(Exercise prompt) Transcribe all the material exactly. Leave every line as it is.

(Stored data)
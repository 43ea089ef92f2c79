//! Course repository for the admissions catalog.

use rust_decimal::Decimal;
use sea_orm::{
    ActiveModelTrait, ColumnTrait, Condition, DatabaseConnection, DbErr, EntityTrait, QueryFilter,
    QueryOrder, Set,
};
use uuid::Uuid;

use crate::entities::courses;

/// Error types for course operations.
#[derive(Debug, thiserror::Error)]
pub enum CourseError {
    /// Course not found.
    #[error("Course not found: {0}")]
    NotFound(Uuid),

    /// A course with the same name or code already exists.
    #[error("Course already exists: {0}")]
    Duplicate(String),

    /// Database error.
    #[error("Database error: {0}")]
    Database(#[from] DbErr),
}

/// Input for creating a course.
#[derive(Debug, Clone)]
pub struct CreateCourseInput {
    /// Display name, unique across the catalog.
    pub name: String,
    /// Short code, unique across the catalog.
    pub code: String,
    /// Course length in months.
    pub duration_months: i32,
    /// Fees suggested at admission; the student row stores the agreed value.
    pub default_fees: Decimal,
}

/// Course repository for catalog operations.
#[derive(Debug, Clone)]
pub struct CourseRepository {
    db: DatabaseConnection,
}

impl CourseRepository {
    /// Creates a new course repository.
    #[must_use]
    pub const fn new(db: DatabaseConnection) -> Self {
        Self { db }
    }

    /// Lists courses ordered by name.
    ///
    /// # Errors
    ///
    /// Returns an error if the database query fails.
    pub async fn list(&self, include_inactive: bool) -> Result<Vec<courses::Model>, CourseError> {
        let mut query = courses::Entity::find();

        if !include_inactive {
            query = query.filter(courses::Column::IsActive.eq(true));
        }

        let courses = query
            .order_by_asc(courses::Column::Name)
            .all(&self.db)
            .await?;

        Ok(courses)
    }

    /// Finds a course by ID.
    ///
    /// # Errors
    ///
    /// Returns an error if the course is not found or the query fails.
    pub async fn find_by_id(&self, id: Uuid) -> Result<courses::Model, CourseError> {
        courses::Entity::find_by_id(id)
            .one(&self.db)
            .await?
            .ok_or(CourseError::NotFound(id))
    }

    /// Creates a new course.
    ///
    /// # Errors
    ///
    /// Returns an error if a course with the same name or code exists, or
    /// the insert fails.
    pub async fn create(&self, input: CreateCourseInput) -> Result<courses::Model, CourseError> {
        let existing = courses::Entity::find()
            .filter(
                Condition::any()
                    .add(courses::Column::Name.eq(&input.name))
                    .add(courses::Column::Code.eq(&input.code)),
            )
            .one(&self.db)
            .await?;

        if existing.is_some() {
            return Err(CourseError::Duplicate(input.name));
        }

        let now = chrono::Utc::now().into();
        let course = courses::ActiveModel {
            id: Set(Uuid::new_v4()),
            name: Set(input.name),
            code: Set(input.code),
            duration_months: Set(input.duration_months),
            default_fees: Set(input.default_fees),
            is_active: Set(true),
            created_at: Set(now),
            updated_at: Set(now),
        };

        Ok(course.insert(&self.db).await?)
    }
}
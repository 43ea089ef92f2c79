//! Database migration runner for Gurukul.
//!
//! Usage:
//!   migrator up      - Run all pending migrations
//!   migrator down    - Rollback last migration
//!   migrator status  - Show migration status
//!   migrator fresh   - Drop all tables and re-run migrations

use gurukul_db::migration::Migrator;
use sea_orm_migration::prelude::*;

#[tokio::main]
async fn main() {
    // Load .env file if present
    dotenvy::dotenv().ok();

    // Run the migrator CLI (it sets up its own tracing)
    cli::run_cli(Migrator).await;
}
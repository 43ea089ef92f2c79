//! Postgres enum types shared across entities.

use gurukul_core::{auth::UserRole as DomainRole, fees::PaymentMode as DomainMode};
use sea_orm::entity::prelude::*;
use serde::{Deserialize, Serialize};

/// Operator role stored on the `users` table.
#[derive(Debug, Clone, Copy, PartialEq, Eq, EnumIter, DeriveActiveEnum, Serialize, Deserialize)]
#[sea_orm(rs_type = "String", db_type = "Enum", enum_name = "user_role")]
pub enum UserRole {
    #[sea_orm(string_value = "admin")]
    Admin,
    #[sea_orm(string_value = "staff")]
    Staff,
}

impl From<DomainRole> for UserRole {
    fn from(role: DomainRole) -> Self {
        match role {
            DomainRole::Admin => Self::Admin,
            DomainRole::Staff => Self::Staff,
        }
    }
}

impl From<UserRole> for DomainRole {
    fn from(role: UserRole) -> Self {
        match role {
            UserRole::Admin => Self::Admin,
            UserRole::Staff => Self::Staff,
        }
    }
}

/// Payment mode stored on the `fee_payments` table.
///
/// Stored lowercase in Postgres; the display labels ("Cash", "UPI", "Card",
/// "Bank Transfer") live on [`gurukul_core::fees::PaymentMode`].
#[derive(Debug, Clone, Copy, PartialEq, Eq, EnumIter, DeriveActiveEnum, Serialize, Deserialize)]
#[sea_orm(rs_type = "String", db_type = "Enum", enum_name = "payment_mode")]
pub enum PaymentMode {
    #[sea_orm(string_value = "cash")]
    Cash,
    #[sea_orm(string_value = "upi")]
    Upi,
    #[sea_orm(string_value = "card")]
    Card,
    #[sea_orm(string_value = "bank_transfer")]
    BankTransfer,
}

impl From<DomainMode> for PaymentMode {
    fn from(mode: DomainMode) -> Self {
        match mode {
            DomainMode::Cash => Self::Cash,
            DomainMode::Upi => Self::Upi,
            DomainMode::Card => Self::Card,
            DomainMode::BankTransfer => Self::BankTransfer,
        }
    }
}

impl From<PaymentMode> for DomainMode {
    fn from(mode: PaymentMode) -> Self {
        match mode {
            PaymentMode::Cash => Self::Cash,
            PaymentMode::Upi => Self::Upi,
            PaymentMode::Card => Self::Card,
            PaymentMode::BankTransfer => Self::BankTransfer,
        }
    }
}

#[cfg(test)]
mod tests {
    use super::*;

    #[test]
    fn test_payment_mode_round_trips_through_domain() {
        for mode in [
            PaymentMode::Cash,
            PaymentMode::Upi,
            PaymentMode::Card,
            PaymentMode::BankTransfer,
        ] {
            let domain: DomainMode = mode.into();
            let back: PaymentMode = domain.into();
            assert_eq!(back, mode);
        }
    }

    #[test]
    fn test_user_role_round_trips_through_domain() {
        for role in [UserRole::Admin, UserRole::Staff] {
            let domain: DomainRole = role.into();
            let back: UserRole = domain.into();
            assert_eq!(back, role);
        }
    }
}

(Solution for this task)
repository 43ea089ef92f2c79
//! Course repository for the admissions catalog.

use rust_decimal::Decimal;
use sea_orm::{
    ActiveModelTrait, ColumnTrait, Condition, DatabaseConnection, DbErr, EntityTrait, QueryFilter,
    QueryOrder, Set,
};
use uuid::Uuid;

use crate::entities::courses;

/// Error types for course operations.
#[derive(Debug, thiserror::Error)]
pub enum CourseError {
    /// Course not found.
    #[error("Course not found: {0}")]
    NotFound(Uuid),

    /// A course with the same name or code already exists.
    #[error("Course already exists: {0}")]
    Duplicate(String),

    /// Database error.
    #[error("Database error: {0}")]
    Database(#[from] DbErr),
}

/// Input for creating a course.
#[derive(Debug, Clone)]
pub struct CreateCourseInput {
    /// Display name, unique across the catalog.
    pub name: String,
    /// Short code, unique across the catalog.
    pub code: String,
    /// Course length in months.
    pub duration_months: i32,
    /// Fees suggested at admission; the student row stores the agreed value.
    pub default_fees: Decimal,
}

/// Course repository for catalog operations.
#[derive(Debug, Clone)]
pub struct CourseRepository {
    db: DatabaseConnection,
}

impl CourseRepository {
    /// Creates a new course repository.
    #[must_use]
    pub const fn new(db: DatabaseConnection) -> Self {
        Self { db }
    }

    /// Lists courses ordered by name.
    ///
    /// # Errors
    ///
    /// Returns an error if the database query fails.
    pub async fn list(&self, include_inactive: bool) -> Result<Vec<courses::Model>, CourseError> {
        let mut query = courses::Entity::find();

        if !include_inactive {
            query = query.filter(courses::Column::IsActive.eq(true));
        }

        let courses = query
            .order_by_asc(courses::Column::Name)
            .all(&self.db)
            .await?;

        Ok(courses)
    }

    /// Finds a course by ID.
    ///
    /// # Errors
    ///
    /// Returns an error if the course is not found or the query fails.
    pub async fn find_by_id(&self, id: Uuid) -> Result<courses::Model, CourseError> {
        courses::Entity::find_by_id(id)
            .one(&self.db)
            .await?
            .ok_or(CourseError::NotFound(id))
    }

    /// Creates a new course.
    ///
    /// # Errors
    ///
    /// Returns an error if a course with the same name or code exists, or
    /// the insert fails.
    pub async fn create(&self, input: CreateCourseInput) -> Result<courses::Model, CourseError> {
        let existing = courses::Entity::find()
            .filter(
                Condition::any()
                    .add(courses::Column::Name.eq(&input.name))
                    .add(courses::Column::Code.eq(&input.code)),
            )
            .one(&self.db)
            .await?;

        if existing.is_some() {
            return Err(CourseError::Duplicate(input.name));
        }

        let now = chrono::Utc::now().into();
        let course = courses::ActiveModel {
            id: Set(Uuid::new_v4()),
            name: Set(input.name),
            code: Set(input.code),
            duration_months: Set(input.duration_months),
            default_fees: Set(input.default_fees),
            is_active: Set(true),
            created_at: Set(now),
            updated_at: Set(now),
        };

        Ok(course.insert(&self.db).await?)
    }
}
repository 43ea089ef92f2c79
//! Database migration runner for Gurukul.
//!
//! Usage:
//!   migrator up      - Run all pending migrations
//!   migrator down    - Rollback last migration
//!   migrator status  - Show migration status
//!   migrator fresh   - Drop all tables and re-run migrations

use gurukul_db::migration::Migrator;
use sea_orm_migration::prelude::*;

#[tokio::main]
async fn main() {
    // Load .env file if present
    dotenvy::dotenv().ok();

    // Run the migrator CLI (it sets up its own tracing)
    cli::run_cli(Migrator).await;
}
repository 43ea089ef92f2c79
//! Postgres enum types shared across entities.

use gurukul_core::{auth::UserRole as DomainRole, fees::PaymentMode as DomainMode};
use sea_orm::entity::prelude::*;
use serde::{Deserialize, Serialize};

/// Operator role stored on the `users` table.
#[derive(Debug, Clone, Copy, PartialEq, Eq, EnumIter, DeriveActiveEnum, Serialize, Deserialize)]
#[sea_orm(rs_type = "String", db_type = "Enum", enum_name = "user_role")]
pub enum UserRole {
    #[sea_orm(string_value = "admin")]
    Admin,
    #[sea_orm(string_value = "staff")]
    Staff,
}

impl From<DomainRole> for UserRole {
    fn from(role: DomainRole) -> Self {
        match role {
            DomainRole::Admin => Self::Admin,
            DomainRole::Staff => Self::Staff,
        }
    }
}

impl From<UserRole> for DomainRole {
    fn from(role: UserRole) -> Self {
        match role {
            UserRole::Admin => Self::Admin,
            UserRole::Staff => Self::Staff,
        }
    }
}

/// Payment mode stored on the `fee_payments` table.
///
/// Stored lowercase in Postgres; the display labels ("Cash", "UPI", "Card",
/// "Bank Transfer") live on [`gurukul_core::fees::PaymentMode`].
#[derive(Debug, Clone, Copy, PartialEq, Eq, EnumIter, DeriveActiveEnum, Serialize, Deserialize)]
#[sea_orm(rs_type = "String", db_type = "Enum", enum_name = "payment_mode")]
pub enum PaymentMode {
    #[sea_orm(string_value = "cash")]
    Cash,
    #[sea_orm(string_value = "upi")]
    Upi,
    #[sea_orm(string_value = "card")]
    Card,
    #[sea_orm(string_value = "bank_transfer")]
    BankTransfer,
}

impl From<DomainMode> for PaymentMode {
    fn from(mode: DomainMode) -> Self {
        match mode {
            DomainMode::Cash => Self::Cash,
            DomainMode::Upi => Self::Upi,
            DomainMode::Card => Self::Card,
            DomainMode::BankTransfer => Self::BankTransfer,
        }
    }
}

impl From<PaymentMode> for DomainMode {
    fn from(mode: PaymentMode) -> Self {
        match mode {
            PaymentMode::Cash => Self::Cash,
            PaymentMode::Upi => Self::Upi,
            PaymentMode::Card => Self::Card,
            PaymentMode::BankTransfer => Self::BankTransfer,
        }
    }
}

#[cfg(test)]
mod tests {
    use super::*;

    #[test]
    fn test_payment_mode_round_trips_through_domain() {
        for mode in [
            PaymentMode::Cash,
            PaymentMode::Upi,
            PaymentMode::Card,
            PaymentMode::BankTransfer,
        ] {
            let domain: DomainMode = mode.into();
            let back: PaymentMode = domain.into();
            assert_eq!(back, mode);
        }
    }

    #[test]
    fn test_user_role_round_trips_through_domain() {
        for role in [UserRole::Admin, UserRole::Staff] {
            let domain: DomainRole = role.into();
            let back: UserRole = domain.into();
            assert_eq!(back, role);
        }
    }
}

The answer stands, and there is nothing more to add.